Un día la lechuza y el mono
descubrieron sus costumbres.
El mono se rascaba continuamente por todo el cuerpo y la lechuza movía
la cabeza para un costado y para el otro sin parar. Esto les provocó tanta risa
que comenzaron a burlarse el uno del otro.
—Ja, ja, ja; tenga cuidado don Mono, no sea cosa que se le gasten las
uñas —se burlaba la lechuza.
—Mejor cuídese usted, doña Lechuza —decía el mono—; cualquier día de
estos se le cae la cabeza de tanto dar vueltas y los vecinos van a comentar.
—¿Y qué van a comentar los vecinos?, si se puede saber.
—Miren a doña Lechuza, no tiene cabeza.
Burla va, burla viene, al fin terminaban peleándose y cada uno se
retiraba a su casa de mal humor. Sin embargo, al otro día, volvían a trabarse
en una nueva discusión y los animales de la selva se preguntaban cuándo
terminaría todo esto ya que estaban cansados de oírlos pelear.

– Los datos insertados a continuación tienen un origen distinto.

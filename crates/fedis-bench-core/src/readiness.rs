// crates/fedis-bench-core/src/readiness.rs
// ============================================================================
// Module: Readiness Probe
// Description: Bounded connect polling for a freshly spawned server.
// Purpose: Wait for the listening port without arbitrary sleeps or unbounded loops.
// Dependencies: std::net, thiserror
// ============================================================================

//! ## Overview
//! Readiness is an explicit state machine, `Connecting -> Ready | TimedOut`,
//! driven by an [`Acceptor`]. The attempt budget and per-attempt timeout are
//! parameters, so the probe can be exercised with a fake acceptor and no
//! subprocess. An acceptor may also abort early (for example when the child
//! process has already exited).

// ============================================================================
// SECTION: Imports
// ============================================================================

use std::net::SocketAddr;
use std::thread;
use std::time::Duration;

use thiserror::Error;

use crate::transport::BenchConnection;

// ============================================================================
// SECTION: Constants
// ============================================================================

/// Default number of connect attempts (about 16s with the default interval).
pub const DEFAULT_READY_ATTEMPTS: u32 = 80;
/// Default timeout for a single connect attempt.
pub const DEFAULT_ATTEMPT_TIMEOUT: Duration = Duration::from_millis(200);
/// Default pause between failed attempts.
pub const DEFAULT_RETRY_INTERVAL: Duration = Duration::from_millis(100);

// ============================================================================
// SECTION: Types
// ============================================================================

/// Readiness polling parameters.
#[derive(Debug, Clone, Copy, PartialEq, Eq)]
pub struct ReadinessPolicy {
    /// Maximum number of connect attempts.
    pub attempts: u32,
    /// Timeout for a single attempt.
    pub attempt_timeout: Duration,
    /// Pause between failed attempts.
    pub interval: Duration,
}

impl Default for ReadinessPolicy {
    fn default() -> Self {
        Self {
            attempts: DEFAULT_READY_ATTEMPTS,
            attempt_timeout: DEFAULT_ATTEMPT_TIMEOUT,
            interval: DEFAULT_RETRY_INTERVAL,
        }
    }
}

/// Result of a single readiness attempt.
#[derive(Debug)]
pub enum AttemptOutcome<C> {
    /// The port accepted a connection.
    Connected(C),
    /// The attempt failed; another attempt may follow.
    Retry(String),
    /// Further attempts are pointless.
    Abort(String),
}

/// Readiness state machine.
#[derive(Debug, Clone, PartialEq, Eq)]
pub enum ReadinessState {
    /// Waiting on attempt number `attempt` (1-based).
    Connecting {
        /// Attempt about to be made.
        attempt: u32,
    },
    /// A connection was accepted.
    Ready,
    /// The attempt budget was exhausted.
    TimedOut,
    /// The acceptor reported an unrecoverable condition.
    Aborted,
}

impl ReadinessState {
    /// Initial state.
    #[must_use]
    pub const fn start() -> Self {
        Self::Connecting {
            attempt: 1,
        }
    }

    /// Returns true once no more attempts will be made.
    #[must_use]
    pub const fn is_terminal(&self) -> bool {
        !matches!(self, Self::Connecting { .. })
    }

    /// Transitions after an attempt outcome under an attempt `budget`.
    #[must_use]
    pub fn advance<C>(self, outcome: &AttemptOutcome<C>, budget: u32) -> Self {
        let Self::Connecting {
            attempt,
        } = self
        else {
            return self;
        };
        match outcome {
            AttemptOutcome::Connected(_) => Self::Ready,
            AttemptOutcome::Abort(_) => Self::Aborted,
            AttemptOutcome::Retry(_) if attempt >= budget => Self::TimedOut,
            AttemptOutcome::Retry(_) => Self::Connecting {
                attempt: attempt.saturating_add(1),
            },
        }
    }
}

/// Readiness failures.
#[derive(Debug, Clone, PartialEq, Eq, Error)]
pub enum ReadinessError {
    /// Every attempt failed.
    #[error("not ready after {attempts} attempts: {last_error}")]
    TimedOut {
        /// Attempts made.
        attempts: u32,
        /// Error from the final attempt.
        last_error: String,
    },
    /// The acceptor aborted polling.
    #[error("readiness aborted after {attempts} attempts: {reason}")]
    Aborted {
        /// Attempts made.
        attempts: u32,
        /// Abort reason.
        reason: String,
    },
    /// The policy allows no attempts at all.
    #[error("readiness policy must allow at least one attempt")]
    NoAttempts,
}

// ============================================================================
// SECTION: Interfaces
// ============================================================================

/// Something that can be polled for an accepted connection.
pub trait Acceptor {
    /// Connection produced on success.
    type Connection;

    /// Makes a single attempt bounded by `timeout`.
    fn attempt(&mut self, timeout: Duration) -> AttemptOutcome<Self::Connection>;
}

// ============================================================================
// SECTION: Probe
// ============================================================================

/// Drives an [`Acceptor`] through the readiness state machine.
#[derive(Debug, Clone, Copy)]
pub struct ReadinessProbe {
    /// Polling parameters.
    policy: ReadinessPolicy,
}

impl ReadinessProbe {
    /// Creates a probe for `policy`.
    #[must_use]
    pub const fn new(policy: ReadinessPolicy) -> Self {
        Self {
            policy,
        }
    }

    /// Polls until the acceptor connects, aborts, or the budget is spent.
    ///
    /// # Errors
    ///
    /// Returns [`ReadinessError`] when no connection was accepted.
    pub fn wait<A: Acceptor>(&self, acceptor: &mut A) -> Result<A::Connection, ReadinessError> {
        if self.policy.attempts == 0 {
            return Err(ReadinessError::NoAttempts);
        }
        let mut state = ReadinessState::start();
        let mut attempts = 0u32;
        loop {
            attempts = attempts.saturating_add(1);
            let outcome = acceptor.attempt(self.policy.attempt_timeout);
            state = state.advance(&outcome, self.policy.attempts);
            match (state.clone(), outcome) {
                (ReadinessState::Ready, AttemptOutcome::Connected(connection)) => {
                    return Ok(connection);
                }
                (ReadinessState::Aborted, AttemptOutcome::Abort(reason)) => {
                    return Err(ReadinessError::Aborted {
                        attempts,
                        reason,
                    });
                }
                (ReadinessState::TimedOut, AttemptOutcome::Retry(last_error)) => {
                    return Err(ReadinessError::TimedOut {
                        attempts,
                        last_error,
                    });
                }
                _ => thread::sleep(self.policy.interval),
            }
        }
    }
}

// ============================================================================
// SECTION: TCP Acceptor
// ============================================================================

/// Acceptor that connects to a TCP address.
#[derive(Debug, Clone, Copy)]
pub struct TcpAcceptor {
    /// Address polled for readiness.
    addr: SocketAddr,
    /// Send/receive timeout applied to the accepted connection.
    io_timeout: Duration,
}

impl TcpAcceptor {
    /// Creates an acceptor polling `127.0.0.1:port`.
    #[must_use]
    pub fn loopback(port: u16, io_timeout: Duration) -> Self {
        Self {
            addr: SocketAddr::from(([127, 0, 0, 1], port)),
            io_timeout,
        }
    }
}

impl Acceptor for TcpAcceptor {
    type Connection = BenchConnection;

    fn attempt(&mut self, timeout: Duration) -> AttemptOutcome<BenchConnection> {
        match BenchConnection::connect(self.addr, timeout, self.io_timeout) {
            Ok(connection) => AttemptOutcome::Connected(connection),
            Err(err) => AttemptOutcome::Retry(err.to_string()),
        }
    }
}

// ============================================================================
// SECTION: Tests
// ============================================================================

Así pasó el tiempo, hasta que un día resolvieron hacer una apuesta. Se
trataba de comprobar quién aguanta más, si el mono sin rascarse o la lechuza
sin mover la cabeza.
Invitaron a todos los animales a presenciar el desafío. Una comadreja
y un tucán serían los jueces.
El día fijado se acomodaron todos en un claro de la selva formando un
círculo y, en el medio, el mono y la lechuza se pararon frente a frente.
El tucán dio la orden de empezar y el mono y la lechuza se miraron
fijamente tratando de no moverse; así pasaron un buen rato.

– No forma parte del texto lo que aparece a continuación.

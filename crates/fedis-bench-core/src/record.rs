// crates/fedis-bench-core/src/record.rs
// ============================================================================
// Module: Benchmark Records
// Description: Persisted metrics and threshold documents.
// Purpose: Fix the on-disk key names consumed by the regression gate.
// Dependencies: crate::aggregate, crate::latency, crate::load, serde
// ============================================================================

//! ## Overview
//! [`MetricsRecord`] is the full suite output. [`ThresholdRecord`] holds the
//! regression limits; every limit is optional and an absent limit skips its
//! metric. [`QuickThresholds`] backs the single-connection quick gate.

// ============================================================================
// SECTION: Imports
// ============================================================================

use serde::Deserialize;
use serde::Serialize;

use crate::aggregate::ThroughputResult;
use crate::latency::LatencyDistribution;
use crate::load::KeyMode;

// ============================================================================
// SECTION: Metrics
// ============================================================================

/// Output of one full benchmark suite run.
#[derive(Debug, Clone, PartialEq, Serialize, Deserialize)]
pub struct MetricsRecord {
    /// Single-connection measurements.
    pub single: SingleMetrics,
    /// Multi-connection measurements.
    pub concurrent: ConcurrentMetrics,
}

/// Single-connection throughput and latency.
#[derive(Debug, Clone, PartialEq, Serialize, Deserialize)]
pub struct SingleMetrics {
    /// Median SET operations per second.
    pub set_ops_sec_median: f64,
    /// SET samples in run order.
    pub set_ops_sec_runs: Vec<f64>,
    /// Median GET operations per second.
    pub get_ops_sec_median: f64,
    /// GET samples in run order.
    pub get_ops_sec_runs: Vec<f64>,
    /// PING round-trip latency.
    pub ping_latency_ms: LatencyDistribution,
}

impl SingleMetrics {
    /// Assembles single-connection metrics from aggregated results.
    #[must_use]
    pub fn new(set: ThroughputResult, get: ThroughputResult, ping: LatencyDistribution) -> Self {
        Self {
            set_ops_sec_median: set.median,
            set_ops_sec_runs: set.samples,
            get_ops_sec_median: get.median,
            get_ops_sec_runs: get.samples,
            ping_latency_ms: ping,
        }
    }
}

/// Multi-connection throughput.
#[derive(Debug, Clone, PartialEq, Serialize, Deserialize)]
pub struct ConcurrentMetrics {
    /// Worker count.
    pub clients: usize,
    /// Key distribution used by the workers.
    #[serde(default)]
    pub mode: KeyMode,
    /// Median aggregate SET operations per second.
    pub set_ops_sec_median: f64,
    /// SET samples in run order.
    pub set_ops_sec_runs: Vec<f64>,
    /// Median aggregate GET operations per second.
    pub get_ops_sec_median: f64,
    /// GET samples in run order.
    pub get_ops_sec_runs: Vec<f64>,
}

impl ConcurrentMetrics {
    /// Assembles concurrent metrics from aggregated results.
    #[must_use]
    pub fn new(
        clients: usize,
        mode: KeyMode,
        set: ThroughputResult,
        get: ThroughputResult,
    ) -> Self {
        Self {
            clients,
            mode,
            set_ops_sec_median: set.median,
            set_ops_sec_runs: set.samples,
            get_ops_sec_median: get.median,
            get_ops_sec_runs: get.samples,
        }
    }
}

// ============================================================================
// SECTION: Thresholds
// ============================================================================

/// Regression limits; absent limits are not checked.
#[derive(Debug, Clone, Default, PartialEq, Serialize, Deserialize)]
pub struct ThresholdRecord {
    /// Measurement duration the limits were calibrated for.
    #[serde(default, skip_serializing_if = "Option::is_none")]
    pub duration_sec: Option<u64>,
    /// Single-connection limits.
    #[serde(default)]
    pub single: SingleThresholds,
    /// Multi-connection limits.
    #[serde(default)]
    pub concurrent: ConcurrentThresholds,
}

/// Single-connection limits.
#[derive(Debug, Clone, Default, PartialEq, Serialize, Deserialize)]
pub struct SingleThresholds {
    /// Minimum median SET rate.
    #[serde(default, skip_serializing_if = "Option::is_none")]
    pub set_ops_sec_min: Option<f64>,
    /// Minimum median GET rate.
    #[serde(default, skip_serializing_if = "Option::is_none")]
    pub get_ops_sec_min: Option<f64>,
    /// Maximum PING p99 latency in milliseconds.
    #[serde(default, skip_serializing_if = "Option::is_none")]
    pub ping_p99_ms_max: Option<f64>,
}

/// Multi-connection limits.
#[derive(Debug, Clone, Default, PartialEq, Serialize, Deserialize)]
pub struct ConcurrentThresholds {
    /// Minimum median aggregate SET rate.
    #[serde(default, skip_serializing_if = "Option::is_none")]
    pub set_ops_sec_min: Option<f64>,
    /// Minimum median aggregate GET rate.
    #[serde(default, skip_serializing_if = "Option::is_none")]
    pub get_ops_sec_min: Option<f64>,
}

/// Limits for the single-connection quick gate.
#[derive(Debug, Clone, PartialEq, Serialize, Deserialize)]
pub struct QuickThresholds {
    /// Seconds per measurement.
    pub duration_sec: u64,
    /// Minimum SET rate.
    pub set_ops_per_sec_min: f64,
    /// Minimum GET rate.
    pub get_ops_per_sec_min: f64,
}

// ============================================================================
// SECTION: Tests
// ============================================================================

Al fin el mono, no pudiendo aguantar más la picazón, dijo a la
lechuza:
—Si viene un ladrón, yo saco un revólver... ¡y ahí viene uno! —gritó y
aprovechó para rascarse mientras hacía el ademán de sacar el revólver.

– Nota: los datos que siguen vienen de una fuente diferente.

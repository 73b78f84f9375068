// crates/fedis-bench-core/src/store.rs
// ============================================================================
// Module: Result Store
// Description: Atomic persistence of metrics records and threshold loading.
// Purpose: Never leave a partial results document behind.
// Dependencies: crate::record, serde, serde_json, thiserror, toml
// ============================================================================

//! ## Overview
//! Records are written to a unique sibling temp file, synced, then renamed
//! over the destination, so readers observe either the previous document or
//! the new one. Loads are size-limited and must be UTF-8. A missing results
//! file is reported separately from an unreadable one.

// ============================================================================
// SECTION: Imports
// ============================================================================

use std::fs;
use std::fs::OpenOptions;
use std::io::ErrorKind;
use std::io::Write;
use std::path::Path;
use std::path::PathBuf;
use std::sync::atomic::AtomicUsize;
use std::sync::atomic::Ordering;

use serde::de::DeserializeOwned;
use thiserror::Error;

use crate::record::MetricsRecord;
use crate::record::QuickThresholds;
use crate::record::ThresholdRecord;

// ============================================================================
// SECTION: Constants
// ============================================================================

/// Maximum accepted size of any document read by the store.
pub const MAX_DOCUMENT_SIZE: u64 = 1024 * 1024;
/// Attempts made to allocate a unique temp file.
const TEMP_ATTEMPTS: usize = 16;
/// Per-process temp file counter.
static TEMP_COUNTER: AtomicUsize = AtomicUsize::new(0);

// ============================================================================
// SECTION: Errors
// ============================================================================

/// Result store failures.
#[derive(Debug, Clone, PartialEq, Eq, Error)]
pub enum StoreError {
    /// The document does not exist.
    #[error("missing file: {}", path.display())]
    Missing {
        /// Path that was looked up.
        path: PathBuf,
    },
    /// Reading or writing failed.
    #[error("io error on {}: {message}", path.display())]
    Io {
        /// Path involved.
        path: PathBuf,
        /// Error description.
        message: String,
    },
    /// The document exceeds [`MAX_DOCUMENT_SIZE`] or is not UTF-8.
    #[error("invalid document {}: {message}", path.display())]
    Invalid {
        /// Path involved.
        path: PathBuf,
        /// Error description.
        message: String,
    },
    /// The document did not deserialize.
    #[error("failed to parse {}: {message}", path.display())]
    Parse {
        /// Path involved.
        path: PathBuf,
        /// Parser message.
        message: String,
    },
    /// The record did not serialize.
    #[error("failed to serialize record: {0}")]
    Serialize(String),
}

// ============================================================================
// SECTION: Save
// ============================================================================

/// Writes `record` to `path` as pretty JSON, replacing any previous document.
///
/// # Errors
///
/// Returns [`StoreError`] when serialization or any filesystem step fails.
/// On failure the destination is left untouched.
pub fn save_record(record: &MetricsRecord, path: &Path) -> Result<(), StoreError> {
    let mut contents =
        serde_json::to_string_pretty(record).map_err(|err| StoreError::Serialize(err.to_string()))?;
    contents.push('\n');
    if let Some(parent) = path.parent().filter(|parent| !parent.as_os_str().is_empty()) {
        fs::create_dir_all(parent).map_err(|err| io_error(parent, &err))?;
    }
    let (temp_path, mut file) = create_temp_file(path)?;
    if let Err(err) = file.write_all(contents.as_bytes()).and_then(|()| file.sync_all()) {
        let _ = fs::remove_file(&temp_path);
        return Err(io_error(&temp_path, &err));
    }
    drop(file);
    persist_temp_file(&temp_path, path)
}

/// Creates a unique temp file next to `path`.
fn create_temp_file(path: &Path) -> Result<(PathBuf, fs::File), StoreError> {
    let parent = path
        .parent()
        .filter(|parent| !parent.as_os_str().is_empty())
        .unwrap_or_else(|| Path::new("."));
    let file_name =
        path.file_name().and_then(|name| name.to_str()).ok_or_else(|| StoreError::Invalid {
            path: path.to_path_buf(),
            message: "output path does not include a file name".to_string(),
        })?;
    for _ in 0 .. TEMP_ATTEMPTS {
        let attempt = TEMP_COUNTER.fetch_add(1, Ordering::Relaxed);
        let temp_path = parent.join(format!(".{file_name}.tmp.{}.{attempt}", std::process::id()));
        match OpenOptions::new().write(true).create_new(true).open(&temp_path) {
            Ok(file) => return Ok((temp_path, file)),
            Err(err) if err.kind() == ErrorKind::AlreadyExists => {}
            Err(err) => return Err(io_error(&temp_path, &err)),
        }
    }
    Err(StoreError::Io {
        path: path.to_path_buf(),
        message: "failed to allocate temporary output path".to_string(),
    })
}

/// Renames the temp file over the destination.
fn persist_temp_file(temp_path: &Path, path: &Path) -> Result<(), StoreError> {
    match fs::rename(temp_path, path) {
        Ok(()) => Ok(()),
        Err(err) => {
            // Platforms without replace-on-rename need the old file gone first.
            if path.exists() {
                fs::remove_file(path).map_err(|err| io_error(path, &err))?;
                fs::rename(temp_path, path).map_err(|err| io_error(path, &err))?;
                return Ok(());
            }
            let _ = fs::remove_file(temp_path);
            Err(io_error(path, &err))
        }
    }
}

// ============================================================================
// SECTION: Load
// ============================================================================

/// Reads a metrics record written by [`save_record`].
///
/// # Errors
///
/// Returns [`StoreError::Missing`] when the file does not exist, or another
/// [`StoreError`] when it cannot be read or parsed.
pub fn load_record(path: &Path) -> Result<MetricsRecord, StoreError> {
    let content = read_document(path)?;
    parse_json(path, &content)
}

/// Reads regression limits from JSON, or TOML for a `.toml` path.
///
/// # Errors
///
/// Returns [`StoreError`] when the file is missing, unreadable, or malformed.
pub fn load_thresholds(path: &Path) -> Result<ThresholdRecord, StoreError> {
    load_structured(path)
}

/// Reads quick-gate limits from JSON, or TOML for a `.toml` path.
///
/// # Errors
///
/// Returns [`StoreError`] when the file is missing, unreadable, or malformed.
pub fn load_quick_thresholds(path: &Path) -> Result<QuickThresholds, StoreError> {
    load_structured(path)
}

/// Reads and decodes a document, selecting the format by extension.
fn load_structured<T: DeserializeOwned>(path: &Path) -> Result<T, StoreError> {
    let content = read_document(path)?;
    let is_toml = path
        .extension()
        .and_then(|ext| ext.to_str())
        .is_some_and(|ext| ext.eq_ignore_ascii_case("toml"));
    if is_toml {
        toml::from_str(&content).map_err(|err| StoreError::Parse {
            path: path.to_path_buf(),
            message: err.to_string(),
        })
    } else {
        parse_json(path, &content)
    }
}

/// Decodes a JSON document.
fn parse_json<T: DeserializeOwned>(path: &Path, content: &str) -> Result<T, StoreError> {
    serde_json::from_str(content).map_err(|err| StoreError::Parse {
        path: path.to_path_buf(),
        message: err.to_string(),
    })
}

/// Reads a size-limited UTF-8 document.
fn read_document(path: &Path) -> Result<String, StoreError> {
    let metadata = match fs::metadata(path) {
        Ok(metadata) => metadata,
        Err(err) if err.kind() == ErrorKind::NotFound => {
            return Err(StoreError::Missing {
                path: path.to_path_buf(),
            });
        }
        Err(err) => return Err(io_error(path, &err)),
    };
    if metadata.len() > MAX_DOCUMENT_SIZE {
        return Err(StoreError::Invalid {
            path: path.to_path_buf(),
            message: "document exceeds size limit".to_string(),
        });
    }
    let bytes = fs::read(path).map_err(|err| io_error(path, &err))?;
    String::from_utf8(bytes).map_err(|_| StoreError::Invalid {
        path: path.to_path_buf(),
        message: "document must be utf-8".to_string(),
    })
}

/// Wraps an I/O error with its path.
fn io_error(path: &Path, err: &std::io::Error) -> StoreError {
    StoreError::Io {
        path: path.to_path_buf(),
        message: err.to_string(),
    }
}

// ============================================================================
// SECTION: Tests
// ============================================================================

#[cfg(test)]
mod tests {
    #![allow(
        clippy::panic,
        clippy::unwrap_used,
        clippy::expect_used,
        reason = "Test fixtures use explicit asserts and unwraps for clarity."
    )]

    use std::fs;

    use super::StoreError;
    use super::load_quick_thresholds;
    use super::load_record;
    use super::load_thresholds;

    #[test]
    fn missing_record_is_distinguished() {
        let dir = tempfile::tempdir().unwrap();
        let path = dir.path().join("latest_results.json");
        assert_eq!(
            load_record(&path),
            Err(StoreError::Missing {
                path,
            })
        );
    }

    #[test]
    fn malformed_record_is_a_parse_error() {
        let dir = tempfile::tempdir().unwrap();
        let path = dir.path().join("latest_results.json");
        fs::write(&path, "{\"single\": ").unwrap();
        assert!(matches!(load_record(&path), Err(StoreError::Parse { .. })));
    }

    #[test]
    fn non_utf8_document_is_rejected() {
        let dir = tempfile::tempdir().unwrap();
        let path = dir.path().join("thresholds.json");
        fs::write(&path, [0xff, 0xfe, 0x00]).unwrap();
        assert!(matches!(load_thresholds(&path), Err(StoreError::Invalid { .. })));
    }

    #[test]
    fn thresholds_load_from_toml_by_extension() {
        let dir = tempfile::tempdir().unwrap();
        let path = dir.path().join("limits.toml");
        let contents = "[single]\nset_ops_sec_min = 500.0\n\n\
                        [concurrent]\nget_ops_sec_min = 900.0\n";
        fs::write(&path, contents).unwrap();
        let limits = load_thresholds(&path).unwrap();
        assert_eq!(limits.single.set_ops_sec_min, Some(500.0));
        assert_eq!(limits.concurrent.get_ops_sec_min, Some(900.0));
        assert_eq!(limits.single.ping_p99_ms_max, None);
    }

    #[test]
    fn quick_thresholds_load_from_json() {
        let dir = tempfile::tempdir().unwrap();
        let path = dir.path().join("thresholds.json");
        let contents =
            r#"{"duration_sec": 2, "set_ops_per_sec_min": 800, "get_ops_per_sec_min": 900}"#;
        fs::write(&path, contents).unwrap();
        let limits = load_quick_thresholds(&path).unwrap();
        assert_eq!(limits.duration_sec, 2);
        assert!((limits.get_ops_per_sec_min - 900.0).abs() < f64::EPSILON);
    }
}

—¡Yo ya lo estoy viendo! —gritó la lechuza que no quiso perder la
oportunidad para mover la cabeza.
—¡Y los dos están perdiendo! —gritó el tucán.
Esto les causó tanta gracia a los animales que estaban presenciando la
apuesta, que comenzaron a revolcarse por el suelo, muertos de risa.
Por supuesto el mono y la lechuza perdieron.